The biggest help for my personal needs is the return of accessing the memory address of a variable using the classic &. This stopped working and I noticed it with Swift 2.1, but I don't know when it happened. Now though, we can once again do this:

var associatedKey = "associatedKey"

objc_setAssociatedObject(self, &associatedKey, value, .OBJC_ASSOCIATION_RETAIN_NONATOMIC)

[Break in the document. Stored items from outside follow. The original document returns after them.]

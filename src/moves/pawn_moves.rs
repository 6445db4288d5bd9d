//! Pawn capture tables (pushes depend on occupancy and are generated inline).

use crate::game_state::chess_types::{Color, Square};

pub const WHITE_PAWN_ATTACKS: [u64; 64] = generate_pawn_attacks(1);
pub const BLACK_PAWN_ATTACKS: [u64; 64] = generate_pawn_attacks(-1);

/// Squares a pawn of `color` standing on `square` attacks.
#[inline]
pub const fn pawn_attacks(color: Color, square: Square) -> u64 {
    match color {
        Color::White => WHITE_PAWN_ATTACKS[square.index()],
        Color::Black => BLACK_PAWN_ATTACKS[square.index()],
    }
}

const fn generate_pawn_attacks(rank_step: i32) -> [u64; 64] {
    let mut table = [0u64; 64];
    let mut sq = 0usize;

    while sq < 64 {
        let file = (sq % 8) as i32;
        let rank = (sq / 8) as i32 + rank_step;
        let mut attacks = 0u64;

        if rank >= 0 && rank < 8 {
            if file > 0 {
                attacks |= 1u64 << (rank * 8 + file - 1);
            }
            if file < 7 {
                attacks |= 1u64 << (rank * 8 + file + 1);
            }
        }

        table[sq] = attacks;
        sq += 1;
    }

    table
}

Before 2.2 I was noticing problems with the automatic bridging of a Swift String to an NSString. A Swift String is a struct but accessing the memory address of a variable only works with classes. The reason it would work with a String is because of the automatic bridging to NSString, but this would mean that the memory address of the NSString was different on each use, and so the associated object could not be reliably fetched using the key. Previously I got around this by explicitly marking the key as an NSString, bypassing the bridging. However, this too has been resolved, but I don't know how because from my debugging the memory address is still different each time. If anybody knows what's going on I would genuinely love to know.